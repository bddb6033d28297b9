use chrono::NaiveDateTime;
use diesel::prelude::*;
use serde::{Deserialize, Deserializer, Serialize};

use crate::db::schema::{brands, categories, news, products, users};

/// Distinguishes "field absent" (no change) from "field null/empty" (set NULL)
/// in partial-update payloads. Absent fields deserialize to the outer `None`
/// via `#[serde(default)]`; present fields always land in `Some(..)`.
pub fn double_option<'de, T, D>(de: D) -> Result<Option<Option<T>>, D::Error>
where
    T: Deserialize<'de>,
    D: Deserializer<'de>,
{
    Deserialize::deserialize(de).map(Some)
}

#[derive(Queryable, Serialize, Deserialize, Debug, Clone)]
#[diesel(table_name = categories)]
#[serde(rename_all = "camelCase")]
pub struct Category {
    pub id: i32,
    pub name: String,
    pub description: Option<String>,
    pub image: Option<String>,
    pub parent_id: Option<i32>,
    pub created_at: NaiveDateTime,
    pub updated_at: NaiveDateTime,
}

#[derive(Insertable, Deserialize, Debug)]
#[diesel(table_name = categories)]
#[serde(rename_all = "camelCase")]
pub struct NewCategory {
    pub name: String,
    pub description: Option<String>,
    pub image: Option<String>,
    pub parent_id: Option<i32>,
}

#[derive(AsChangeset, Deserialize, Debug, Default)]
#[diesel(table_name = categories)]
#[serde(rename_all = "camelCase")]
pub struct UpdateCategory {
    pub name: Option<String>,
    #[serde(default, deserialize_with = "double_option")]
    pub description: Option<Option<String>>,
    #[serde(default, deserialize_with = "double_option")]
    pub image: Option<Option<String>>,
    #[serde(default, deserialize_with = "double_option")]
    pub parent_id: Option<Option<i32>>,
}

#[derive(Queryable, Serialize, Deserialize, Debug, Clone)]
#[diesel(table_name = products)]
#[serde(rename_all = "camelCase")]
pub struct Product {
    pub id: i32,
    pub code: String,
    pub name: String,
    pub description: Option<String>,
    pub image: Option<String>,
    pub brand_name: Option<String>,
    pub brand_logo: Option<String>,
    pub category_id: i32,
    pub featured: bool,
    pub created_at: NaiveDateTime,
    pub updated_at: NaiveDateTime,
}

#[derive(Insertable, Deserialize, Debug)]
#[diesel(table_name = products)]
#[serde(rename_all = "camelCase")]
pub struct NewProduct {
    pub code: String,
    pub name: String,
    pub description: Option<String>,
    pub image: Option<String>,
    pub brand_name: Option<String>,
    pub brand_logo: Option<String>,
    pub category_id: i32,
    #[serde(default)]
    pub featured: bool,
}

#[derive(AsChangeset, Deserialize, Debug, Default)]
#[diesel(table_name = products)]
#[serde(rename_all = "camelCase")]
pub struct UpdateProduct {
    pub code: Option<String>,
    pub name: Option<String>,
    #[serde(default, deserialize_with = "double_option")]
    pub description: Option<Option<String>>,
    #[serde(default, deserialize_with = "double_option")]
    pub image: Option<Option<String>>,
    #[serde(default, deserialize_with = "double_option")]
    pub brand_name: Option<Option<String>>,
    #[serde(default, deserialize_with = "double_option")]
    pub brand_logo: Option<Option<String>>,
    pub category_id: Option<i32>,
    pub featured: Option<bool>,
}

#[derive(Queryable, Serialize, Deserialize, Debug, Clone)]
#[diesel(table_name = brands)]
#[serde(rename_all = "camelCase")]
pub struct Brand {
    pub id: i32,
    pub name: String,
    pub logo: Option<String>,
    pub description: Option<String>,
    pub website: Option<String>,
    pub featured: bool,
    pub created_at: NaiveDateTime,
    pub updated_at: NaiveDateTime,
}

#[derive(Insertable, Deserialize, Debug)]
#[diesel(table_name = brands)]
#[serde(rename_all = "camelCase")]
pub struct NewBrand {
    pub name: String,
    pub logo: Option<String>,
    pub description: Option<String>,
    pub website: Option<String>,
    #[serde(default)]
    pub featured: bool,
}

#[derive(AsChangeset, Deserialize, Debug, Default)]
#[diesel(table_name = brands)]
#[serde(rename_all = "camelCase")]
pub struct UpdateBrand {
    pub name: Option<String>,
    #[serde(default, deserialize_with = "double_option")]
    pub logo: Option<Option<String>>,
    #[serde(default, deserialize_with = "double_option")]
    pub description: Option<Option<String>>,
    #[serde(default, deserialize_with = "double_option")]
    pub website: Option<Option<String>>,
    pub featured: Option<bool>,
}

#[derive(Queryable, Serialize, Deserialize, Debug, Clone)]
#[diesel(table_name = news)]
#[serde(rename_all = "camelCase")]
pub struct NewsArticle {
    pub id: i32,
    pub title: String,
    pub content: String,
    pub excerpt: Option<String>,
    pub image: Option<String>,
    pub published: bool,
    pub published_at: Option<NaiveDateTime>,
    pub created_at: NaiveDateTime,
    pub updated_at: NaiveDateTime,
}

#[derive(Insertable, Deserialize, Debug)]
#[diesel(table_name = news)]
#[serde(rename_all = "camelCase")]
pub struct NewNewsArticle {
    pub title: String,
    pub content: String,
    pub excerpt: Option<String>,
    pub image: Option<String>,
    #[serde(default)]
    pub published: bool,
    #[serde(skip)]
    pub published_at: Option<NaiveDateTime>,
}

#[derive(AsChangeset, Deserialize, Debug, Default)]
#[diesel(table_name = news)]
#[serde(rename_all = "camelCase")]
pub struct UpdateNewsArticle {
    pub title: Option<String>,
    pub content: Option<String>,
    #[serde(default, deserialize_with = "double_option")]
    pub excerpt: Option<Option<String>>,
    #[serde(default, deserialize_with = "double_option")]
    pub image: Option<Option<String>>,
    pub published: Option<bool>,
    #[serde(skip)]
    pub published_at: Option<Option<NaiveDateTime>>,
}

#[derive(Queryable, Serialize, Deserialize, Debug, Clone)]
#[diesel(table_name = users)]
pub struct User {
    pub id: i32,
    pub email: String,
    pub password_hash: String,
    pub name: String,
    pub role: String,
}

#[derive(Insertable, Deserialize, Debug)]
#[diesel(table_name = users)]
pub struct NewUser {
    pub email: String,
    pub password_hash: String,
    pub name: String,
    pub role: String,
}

WHAT YOU NEED TO DO
Copy the entries word for word. Leave nothing out.

EXERCISE SOLUTION
repository bddb6033d28297b9
use chrono::NaiveDateTime;
use diesel::prelude::*;
use serde::{Deserialize, Deserializer, Serialize};

use crate::db::schema::{brands, categories, news, products, users};

/// Distinguishes "field absent" (no change) from "field null/empty" (set NULL)
/// in partial-update payloads. Absent fields deserialize to the outer `None`
/// via `#[serde(default)]`; present fields always land in `Some(..)`.
pub fn double_option<'de, T, D>(de: D) -> Result<Option<Option<T>>, D::Error>
where
    T: Deserialize<'de>,
    D: Deserializer<'de>,
{
    Deserialize::deserialize(de).map(Some)
}

#[derive(Queryable, Serialize, Deserialize, Debug, Clone)]
#[diesel(table_name = categories)]
#[serde(rename_all = "camelCase")]
pub struct Category {
    pub id: i32,
    pub name: String,
    pub description: Option<String>,
    pub image: Option<String>,
    pub parent_id: Option<i32>,
    pub created_at: NaiveDateTime,
    pub updated_at: NaiveDateTime,
}

#[derive(Insertable, Deserialize, Debug)]
#[diesel(table_name = categories)]
#[serde(rename_all = "camelCase")]
pub struct NewCategory {
    pub name: String,
    pub description: Option<String>,
    pub image: Option<String>,
    pub parent_id: Option<i32>,
}

#[derive(AsChangeset, Deserialize, Debug, Default)]
#[diesel(table_name = categories)]
#[serde(rename_all = "camelCase")]
pub struct UpdateCategory {
    pub name: Option<String>,
    #[serde(default, deserialize_with = "double_option")]
    pub description: Option<Option<String>>,
    #[serde(default, deserialize_with = "double_option")]
    pub image: Option<Option<String>>,
    #[serde(default, deserialize_with = "double_option")]
    pub parent_id: Option<Option<i32>>,
}

#[derive(Queryable, Serialize, Deserialize, Debug, Clone)]
#[diesel(table_name = products)]
#[serde(rename_all = "camelCase")]
pub struct Product {
    pub id: i32,
    pub code: String,
    pub name: String,
    pub description: Option<String>,
    pub image: Option<String>,
    pub brand_name: Option<String>,
    pub brand_logo: Option<String>,
    pub category_id: i32,
    pub featured: bool,
    pub created_at: NaiveDateTime,
    pub updated_at: NaiveDateTime,
}

#[derive(Insertable, Deserialize, Debug)]
#[diesel(table_name = products)]
#[serde(rename_all = "camelCase")]
pub struct NewProduct {
    pub code: String,
    pub name: String,
    pub description: Option<String>,
    pub image: Option<String>,
    pub brand_name: Option<String>,
    pub brand_logo: Option<String>,
    pub category_id: i32,
    #[serde(default)]
    pub featured: bool,
}

#[derive(AsChangeset, Deserialize, Debug, Default)]
#[diesel(table_name = products)]
#[serde(rename_all = "camelCase")]
pub struct UpdateProduct {
    pub code: Option<String>,
    pub name: Option<String>,
    #[serde(default, deserialize_with = "double_option")]
    pub description: Option<Option<String>>,
    #[serde(default, deserialize_with = "double_option")]
    pub image: Option<Option<String>>,
    #[serde(default, deserialize_with = "double_option")]
    pub brand_name: Option<Option<String>>,
    #[serde(default, deserialize_with = "double_option")]
    pub brand_logo: Option<Option<String>>,
    pub category_id: Option<i32>,
    pub featured: Option<bool>,
}

#[derive(Queryable, Serialize, Deserialize, Debug, Clone)]
#[diesel(table_name = brands)]
#[serde(rename_all = "camelCase")]
pub struct Brand {
    pub id: i32,
    pub name: String,
    pub logo: Option<String>,
    pub description: Option<String>,
    pub website: Option<String>,
    pub featured: bool,
    pub created_at: NaiveDateTime,
    pub updated_at: NaiveDateTime,
}

#[derive(Insertable, Deserialize, Debug)]
#[diesel(table_name = brands)]
#[serde(rename_all = "camelCase")]
pub struct NewBrand {
    pub name: String,
    pub logo: Option<String>,
    pub description: Option<String>,
    pub website: Option<String>,
    #[serde(default)]
    pub featured: bool,
}

#[derive(AsChangeset, Deserialize, Debug, Default)]
#[diesel(table_name = brands)]
#[serde(rename_all = "camelCase")]
pub struct UpdateBrand {
    pub name: Option<String>,
    #[serde(default, deserialize_with = "double_option")]
    pub logo: Option<Option<String>>,
    #[serde(default, deserialize_with = "double_option")]
    pub description: Option<Option<String>>,
    #[serde(default, deserialize_with = "double_option")]
    pub website: Option<Option<String>>,
    pub featured: Option<bool>,
}

#[derive(Queryable, Serialize, Deserialize, Debug, Clone)]
#[diesel(table_name = news)]
#[serde(rename_all = "camelCase")]
pub struct NewsArticle {
    pub id: i32,
    pub title: String,
    pub content: String,
    pub excerpt: Option<String>,
    pub image: Option<String>,
    pub published: bool,
    pub published_at: Option<NaiveDateTime>,
    pub created_at: NaiveDateTime,
    pub updated_at: NaiveDateTime,
}

#[derive(Insertable, Deserialize, Debug)]
#[diesel(table_name = news)]
#[serde(rename_all = "camelCase")]
pub struct NewNewsArticle {
    pub title: String,
    pub content: String,
    pub excerpt: Option<String>,
    pub image: Option<String>,
    #[serde(default)]
    pub published: bool,
    #[serde(skip)]
    pub published_at: Option<NaiveDateTime>,
}

#[derive(AsChangeset, Deserialize, Debug, Default)]
#[diesel(table_name = news)]
#[serde(rename_all = "camelCase")]
pub struct UpdateNewsArticle {
    pub title: Option<String>,
    pub content: Option<String>,
    #[serde(default, deserialize_with = "double_option")]
    pub excerpt: Option<Option<String>>,
    #[serde(default, deserialize_with = "double_option")]
    pub image: Option<Option<String>>,
    pub published: Option<bool>,
    #[serde(skip)]
    pub published_at: Option<Option<NaiveDateTime>>,
}

#[derive(Queryable, Serialize, Deserialize, Debug, Clone)]
#[diesel(table_name = users)]
pub struct User {
    pub id: i32,
    pub email: String,
    pub password_hash: String,
    pub name: String,
    pub role: String,
}

#[derive(Insertable, Deserialize, Debug)]
#[diesel(table_name = users)]
pub struct NewUser {
    pub email: String,
    pub password_hash: String,
    pub name: String,
    pub role: String,
}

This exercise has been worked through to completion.